(Source material begins)
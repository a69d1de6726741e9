//! Downloads through a real Chrome, driven over WebDriver.
//!
//! Chrome is pointed at the download endpoint and saves the file into the
//! download directory on its own, writing `*.crdownload` while it does. The
//! session is opened on the first fetch and closed once the directory settles.

use std::path::{Path, PathBuf};
use std::time::Duration;

use serde_json::{Value, json};
use thirtyfour::ChromeCapabilities;
use thirtyfour::prelude::*;
use tokio::sync::Mutex;
use tracing::{debug, info};

use super::{ApkSource, FetchError, settle};
use crate::state_machine::PatchJob;

pub struct ChromeFetcher {
    webdriver_url: String,
    base_url: String,
    location: PathBuf,
    headless: bool,
    poll_interval: Duration,
    settle_delay: Duration,
    driver: Mutex<Option<WebDriver>>,
}

impl ChromeFetcher {
    /// `webdriver_url` is where chromedriver listens, e.g. `http://localhost:4444`.
    pub fn new(
        webdriver_url: &str,
        base_url: &str,
        location: PathBuf,
        headless: bool,
        poll_interval: Duration,
        settle_delay: Duration,
    ) -> Result<Self, FetchError> {
        std::fs::create_dir_all(&location)?;
        // Chrome wants an absolute download directory.
        let location = std::path::absolute(&location)?;
        Ok(Self {
            webdriver_url: webdriver_url.to_string(),
            base_url: base_url.to_string(),
            location,
            headless,
            poll_interval,
            settle_delay,
            driver: Mutex::new(None),
        })
    }

    pub fn url_for(&self, job: &PatchJob) -> String {
        job.download_url(&self.base_url)
    }

    /// Chrome preferences that send every download to the download directory
    /// without prompting.
    fn download_prefs(&self) -> Value {
        json!({
            "download.default_directory": self.location.to_string_lossy(),
            "download.prompt_for_download": false,
            "download.directory_upgrade": true,
            "safebrowsing.enabled": true,
        })
    }

    fn capabilities(&self) -> WebDriverResult<ChromeCapabilities> {
        let mut caps = DesiredCapabilities::chrome();
        caps.add_chrome_option("prefs", self.download_prefs())?;
        if self.headless {
            caps.set_headless()?;
        }
        Ok(caps)
    }

    async fn quit(&self) -> Result<(), FetchError> {
        let driver = self.driver.lock().await.take();
        if let Some(driver) = driver {
            debug!("closing browser session");
            driver.quit().await?;
        }
        Ok(())
    }
}

impl ApkSource for ChromeFetcher {
    fn download_dir(&self) -> &Path {
        &self.location
    }

    async fn fetch(&self, job: &PatchJob) -> Result<(), FetchError> {
        let url = self.url_for(job);
        let mut driver = self.driver.lock().await;
        if driver.is_none() {
            info!(webdriver = %self.webdriver_url, "starting browser session");
            let session = WebDriver::new(&self.webdriver_url, self.capabilities()?).await?;
            *driver = Some(session);
        }
        if let Some(driver) = driver.as_ref() {
            debug!(%job, %url, "opening download page");
            driver.goto(&url).await?;
        }
        Ok(())
    }

    async fn wait_settle(&self) -> Result<(), FetchError> {
        let settled = settle(&self.location, self.poll_interval, self.settle_delay).await;
        // The browser goes away whether or not the directory could be read.
        self.quit().await?;
        settled?;
        Ok(())
    }
}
(Source material ends)
Work task -
Copy the entire listing exactly. Do not skip a line.

Problem solution -
repository a69d1de6726741e9
//! Downloads through a real Chrome, driven over WebDriver.
//!
//! Chrome is pointed at the download endpoint and saves the file into the
//! download directory on its own, writing `*.crdownload` while it does. The
//! session is opened on the first fetch and closed once the directory settles.

use std::path::{Path, PathBuf};
use std::time::Duration;

use serde_json::{Value, json};
use thirtyfour::ChromeCapabilities;
use thirtyfour::prelude::*;
use tokio::sync::Mutex;
use tracing::{debug, info};

use super::{ApkSource, FetchError, settle};
use crate::state_machine::PatchJob;

pub struct ChromeFetcher {
    webdriver_url: String,
    base_url: String,
    location: PathBuf,
    headless: bool,
    poll_interval: Duration,
    settle_delay: Duration,
    driver: Mutex<Option<WebDriver>>,
}

impl ChromeFetcher {
    /// `webdriver_url` is where chromedriver listens, e.g. `http://localhost:4444`.
    pub fn new(
        webdriver_url: &str,
        base_url: &str,
        location: PathBuf,
        headless: bool,
        poll_interval: Duration,
        settle_delay: Duration,
    ) -> Result<Self, FetchError> {
        std::fs::create_dir_all(&location)?;
        // Chrome wants an absolute download directory.
        let location = std::path::absolute(&location)?;
        Ok(Self {
            webdriver_url: webdriver_url.to_string(),
            base_url: base_url.to_string(),
            location,
            headless,
            poll_interval,
            settle_delay,
            driver: Mutex::new(None),
        })
    }

    pub fn url_for(&self, job: &PatchJob) -> String {
        job.download_url(&self.base_url)
    }

    /// Chrome preferences that send every download to the download directory
    /// without prompting.
    fn download_prefs(&self) -> Value {
        json!({
            "download.default_directory": self.location.to_string_lossy(),
            "download.prompt_for_download": false,
            "download.directory_upgrade": true,
            "safebrowsing.enabled": true,
        })
    }

    fn capabilities(&self) -> WebDriverResult<ChromeCapabilities> {
        let mut caps = DesiredCapabilities::chrome();
        caps.add_chrome_option("prefs", self.download_prefs())?;
        if self.headless {
            caps.set_headless()?;
        }
        Ok(caps)
    }

    async fn quit(&self) -> Result<(), FetchError> {
        let driver = self.driver.lock().await.take();
        if let Some(driver) = driver {
            debug!("closing browser session");
            driver.quit().await?;
        }
        Ok(())
    }
}

impl ApkSource for ChromeFetcher {
    fn download_dir(&self) -> &Path {
        &self.location
    }

    async fn fetch(&self, job: &PatchJob) -> Result<(), FetchError> {
        let url = self.url_for(job);
        let mut driver = self.driver.lock().await;
        if driver.is_none() {
            info!(webdriver = %self.webdriver_url, "starting browser session");
            let session = WebDriver::new(&self.webdriver_url, self.capabilities()?).await?;
            *driver = Some(session);
        }
        if let Some(driver) = driver.as_ref() {
            debug!(%job, %url, "opening download page");
            driver.goto(&url).await?;
        }
        Ok(())
    }

    async fn wait_settle(&self) -> Result<(), FetchError> {
        let settled = settle(&self.location, self.poll_interval, self.settle_delay).await;
        // The browser goes away whether or not the directory could be read.
        self.quit().await?;
        settled?;
        Ok(())
    }
}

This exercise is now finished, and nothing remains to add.